Collected data entries
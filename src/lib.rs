//! # TuPy
//!
//! Fibonacci helpers: the value at a single index, or the whole sequence up
//! to an index. Values are arbitrary precision ([`num_bigint::BigUint`]), so
//! large indices never overflow.
//!
//! ## Overview of Functions
//!
//! ### Errors
//! - `FibonacciError`: every failure the crate reports. The core functions only
//!   ever return `InvalidArgument`, for a negative index; the remaining variants
//!   come from the chunked builders in [`parallel`] (bad chunk sizes, thread
//!   and task failures).
//!
//! ### Core
//! - [`fib_val`]: F(index) by iterating the recurrence in O(1) space.
//! - [`fib_arr`]: `[F(0), .., F(index - 1)]`, or up to and including F(index)
//!   when `inclusive` is set.
//! - [`fibo::fib_val_fast`]: F(index) through matrix exponentiation.
//!
//! ### Chunked builders
//! [`parallel`] builds the same arrays as `fib_arr` with rayon, plain threads
//! plus a `kanal` channel, or tokio tasks. Each chunk is seeded with matrix
//! exponentiation (see [`math`]) and filled in by iteration.
//!
//! ## Usage Example
//! ```rust
//! use num_bigint::BigUint;
//! use tupy::{fib_arr, fib_val};
//!
//! assert_eq!(fib_val(6).unwrap(), BigUint::from(8u32));
//! let fibs = fib_arr(9, false).unwrap();
//! assert_eq!(fibs.len(), 9);
//! assert_eq!(fibs.last(), Some(&BigUint::from(21u32)));
//! ```

pub mod error;
pub mod fibo;
pub mod math;
pub mod parallel;

pub use error::FibonacciError;
pub use fibo::*;

/// Version of this package.
pub const VERSION: &str = env!("CARGO_PKG_VERSION");

/// Authors of this package.
pub const AUTHORS: &str = env!("CARGO_PKG_AUTHORS");
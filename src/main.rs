//! The tupy CLI tool

use std::io::{self, Write};

use anyhow::Result;
use clap::{Parser, Subcommand, ValueEnum};
use env_logger::{Builder, Target};
use log::{info, LevelFilter};
use num_bigint::BigUint;
use tupy::parallel::{fib_arr_with, ArrayOptions, Strategy};
use tupy::{fib_arr, fib_val};

#[derive(Parser)]
#[command(name = "tupy", author, version, about, long_about = None)]
struct Cli {
    /// Set log filter value [ off, error, warn, info, debug, trace ]
    #[arg(long)]
    #[arg(default_value_t = LevelFilter::Warn)]
    log_level: LevelFilter,

    #[command(subcommand)]
    command: Option<Commands>,
}

#[derive(Subcommand)]
enum Commands {
    /// Prints the Fibonacci number at the given index.
    Value {
        /// Zero-based index into the sequence
        #[arg(allow_negative_numbers = true)]
        index: i64,

        /// Use matrix exponentiation instead of iteration
        #[arg(long)]
        fast: bool,
    },
    /// Prints the Fibonacci numbers up to the given index.
    Array {
        /// Zero-based index into the sequence
        #[arg(allow_negative_numbers = true)]
        index: i64,

        /// Also print the number at the index itself
        #[arg(long)]
        inclusive: bool,

        #[arg(long)]
        #[arg(value_enum, default_value_t = StrategyArg::Sequential)]
        strategy: StrategyArg,

        /// Number of values computed per chunk by the parallel strategies
        #[arg(long)]
        #[arg(default_value_t = ArrayOptions::default().chunk_size)]
        chunk_size: usize,

        /// Maximum number of chunks in flight with the tokio strategy
        #[arg(long)]
        #[arg(default_value_t = ArrayOptions::default().max_concurrent_tasks)]
        max_concurrent_tasks: usize,
    },
}

#[derive(Clone, Copy, ValueEnum)]
enum StrategyArg {
    Sequential,
    Rayon,
    Threads,
    Tokio,
}

impl From<StrategyArg> for Strategy {
    fn from(arg: StrategyArg) -> Self {
        match arg {
            StrategyArg::Sequential => Strategy::Sequential,
            StrategyArg::Rayon => Strategy::Rayon,
            StrategyArg::Threads => Strategy::Threads,
            StrategyArg::Tokio => Strategy::Tokio,
        }
    }
}

fn format_array(values: &[BigUint]) -> String {
    let items: Vec<String> = values.iter().map(ToString::to_string).collect();
    format!("[{}]", items.join(", "))
}

fn run(cli: Cli, out: &mut impl Write) -> Result<()> {
    match cli.command {
        None => {
            writeln!(out, "The Fibonacci number at index 6 is {}.", fib_val(6)?)?;
            writeln!(
                out,
                "The Fibonacci numbers up to index 9 are {}.",
                format_array(&fib_arr(9, false)?)
            )?;
        }
        Some(Commands::Value { index, fast }) => {
            let value = if fast {
                tupy::fibo::fib_val_fast(index)?
            } else {
                fib_val(index)?
            };
            writeln!(out, "{value}")?;
        }
        Some(Commands::Array {
            index,
            inclusive,
            strategy,
            chunk_size,
            max_concurrent_tasks,
        }) => {
            let options = ArrayOptions {
                chunk_size,
                max_concurrent_tasks,
            };
            let values = fib_arr_with(strategy.into(), index, inclusive, &options)?;
            info!("computed {} values", values.len());
            writeln!(out, "{}", format_array(&values))?;
        }
    }

    Ok(())
}

fn main() -> Result<()> {
    let args = Cli::parse();

    Builder::new()
        .filter_level(args.log_level)
        .parse_default_env()
        .target(Target::Stderr)
        .init();

    let stdout = io::stdout();
    run(args, &mut stdout.lock())
}
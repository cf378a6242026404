use std::ops::Mul;

use num_bigint::BigUint;
use num_traits::{One, Zero};

/// A 2x2 matrix of big integers, laid out as `[[a, b], [c, d]]`.
#[derive(Clone, Debug, PartialEq, Eq)]
pub struct Matrix {
    pub a: BigUint,
    pub b: BigUint,
    pub c: BigUint,
    pub d: BigUint,
}

impl Matrix {
    pub fn identity() -> Self {
        Matrix {
            a: BigUint::one(),
            b: BigUint::zero(),
            c: BigUint::zero(),
            d: BigUint::one(),
        }
    }

    /// The Fibonacci Q-matrix `[[1, 1], [1, 0]]`. Its n-th power is
    /// `[[F(n+1), F(n)], [F(n), F(n-1)]]`.
    pub fn fibonacci() -> Self {
        Matrix {
            a: BigUint::one(),
            b: BigUint::one(),
            c: BigUint::one(),
            d: BigUint::zero(),
        }
    }

    /// Raises the matrix to `exp` by repeated squaring.
    pub fn pow(&self, mut exp: usize) -> Matrix {
        let mut result = Matrix::identity();
        let mut base = self.clone();

        while exp > 0 {
            if exp & 1 == 1 {
                result = &result * &base;
            }
            exp >>= 1;
            // skip the last squaring, its result would be thrown away
            if exp > 0 {
                base = &base * &base;
            }
        }

        result
    }
}

impl Mul for &Matrix {
    type Output = Matrix;

    fn mul(self, rhs: &Matrix) -> Matrix {
        Matrix {
            a: &self.a * &rhs.a + &self.b * &rhs.c,
            b: &self.a * &rhs.b + &self.b * &rhs.d,
            c: &self.c * &rhs.a + &self.d * &rhs.c,
            d: &self.c * &rhs.b + &self.d * &rhs.d,
        }
    }
}

/// Returns `(F(n), F(n+1))`.
pub fn fibonacci_pair(n: usize) -> (BigUint, BigUint) {
    let Matrix { a, b, .. } = Matrix::fibonacci().pow(n);
    (b, a)
}

#[cfg(test)]
mod tests {
    use super::*;
    use test_log::test;

    #[test]
    fn identity_is_neutral() {
        let q = Matrix::fibonacci();
        assert_eq!(&q * &Matrix::identity(), q);
        assert_eq!(&Matrix::identity() * &q, q);
    }

    #[test]
    fn zeroth_power_is_identity() {
        assert_eq!(Matrix::fibonacci().pow(0), Matrix::identity());
    }

    #[test]
    fn powers_of_q() {
        let q5 = Matrix::fibonacci().pow(5);
        assert_eq!(q5.a, BigUint::from(8u32));
        assert_eq!(q5.b, BigUint::from(5u32));
        assert_eq!(q5.c, BigUint::from(5u32));
        assert_eq!(q5.d, BigUint::from(3u32));
    }

    #[test]
    fn pairs() {
        assert_eq!(fibonacci_pair(0), (BigUint::zero(), BigUint::one()));
        assert_eq!(fibonacci_pair(1), (BigUint::one(), BigUint::one()));
        assert_eq!(
            fibonacci_pair(10),
            (BigUint::from(55u32), BigUint::from(89u32))
        );
    }

    #[test]
    fn large_pair() {
        let (f100, _) = fibonacci_pair(100);
        assert_eq!(
            f100,
            BigUint::parse_bytes(b"354224848179261915075", 10).unwrap()
        );
    }
}
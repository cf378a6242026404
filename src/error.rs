use kanal::SendError;
use tokio::sync::AcquireError;
use tokio::task::JoinError;

#[derive(Debug, thiserror::Error)]
pub enum FibonacciError {
    #[error("input argument 'index' must be 0 or higher, got {index}")]
    InvalidArgument { index: i64 },
    /// Only reachable on targets where `usize` is narrower than `i64`.
    #[error("index {index} does not fit in an in-memory sequence on this platform")]
    IndexTooLarge { index: i64 },
    #[error("chunk size must be at least 1")]
    InvalidChunkSize,
    #[error("at least one concurrent task must be allowed")]
    InvalidConcurrency,
    #[error("Tokio Join error: {0:?}")]
    TokioJoin(#[from] JoinError),
    #[error("Thread join error: {0}")]
    ThreadJoin(String),
    #[error("Acquire error: {0:?}")]
    Acquire(#[from] AcquireError),
    #[error("Send error: {0:?}")]
    Send(#[from] SendError),
    #[error("cannot start a runtime from within a runtime, await the async builder instead")]
    NestedRuntime,
    #[error("failed to start the async runtime: {0}")]
    Runtime(#[from] std::io::Error),
}

pub type Result<T> = std::result::Result<T, FibonacciError>;
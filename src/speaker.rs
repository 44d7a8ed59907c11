use std::io::{self, Write};

use serde::Serialize;

/// Anything with a name that can greet.
pub trait Speaker {
    fn name(&self) -> &str;

    /// Sound made after "says", without the trailing '!'.
    fn sound(&self) -> &str;

    fn greeting(&self) -> String {
        format!("{} says {}!", self.name(), self.sound())
    }

    /// Write the greeting line to `out`
    fn speak_to(&self, out: &mut dyn Write) -> io::Result<()> {
        writeln!(out, "{}", self.greeting())
    }

    /// Write the greeting line to stdout
    fn speak(&self) -> io::Result<()> {
        self.speak_to(&mut io::stdout().lock())
    }
}

#[derive(Debug, Clone, PartialEq, Eq, Serialize)]
pub struct Dog {
    pub name: String,
}

impl Dog {
    pub fn new(name: impl Into<String>) -> Self {
        Self { name: name.into() }
    }
}

impl Speaker for Dog {
    fn name(&self) -> &str {
        &self.name
    }

    fn sound(&self) -> &str {
        "Woof"
    }
}

#[derive(Debug, Clone, PartialEq, Eq, Serialize)]
pub struct Cat {
    pub name: String,
}

impl Cat {
    pub fn new(name: impl Into<String>) -> Self {
        Self { name: name.into() }
    }
}

impl Speaker for Cat {
    fn name(&self) -> &str {
        &self.name
    }

    fn sound(&self) -> &str {
        "Meow"
    }
}

/// Either kind of speaker, so a list of them needs no boxing
#[derive(Debug, Clone, PartialEq, Eq, Serialize)]
#[serde(tag = "kind", rename_all = "lowercase")]
pub enum Pet {
    Dog(Dog),
    Cat(Cat),
}

impl Speaker for Pet {
    fn name(&self) -> &str {
        match self {
            Pet::Dog(dog) => dog.name(),
            Pet::Cat(cat) => cat.name(),
        }
    }

    fn sound(&self) -> &str {
        match self {
            Pet::Dog(dog) => dog.sound(),
            Pet::Cat(cat) => cat.sound(),
        }
    }
}

impl From<Dog> for Pet {
    fn from(dog: Dog) -> Self {
        Pet::Dog(dog)
    }
}

impl From<Cat> for Pet {
    fn from(cat: Cat) -> Self {
        Pet::Cat(cat)
    }
}

/// The pair the greeter constructs on every run
pub fn default_pets() -> Vec<Pet> {
    vec![Dog::new("Rex").into(), Cat::new("Tom").into()]
}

**What the exercise asks:**
Every line above that holds "says" should be copied out.

**Task response:**
    /// Sound made after "says", without the trailing '!'.
        format!("{} says {}!", self.name(), self.sound())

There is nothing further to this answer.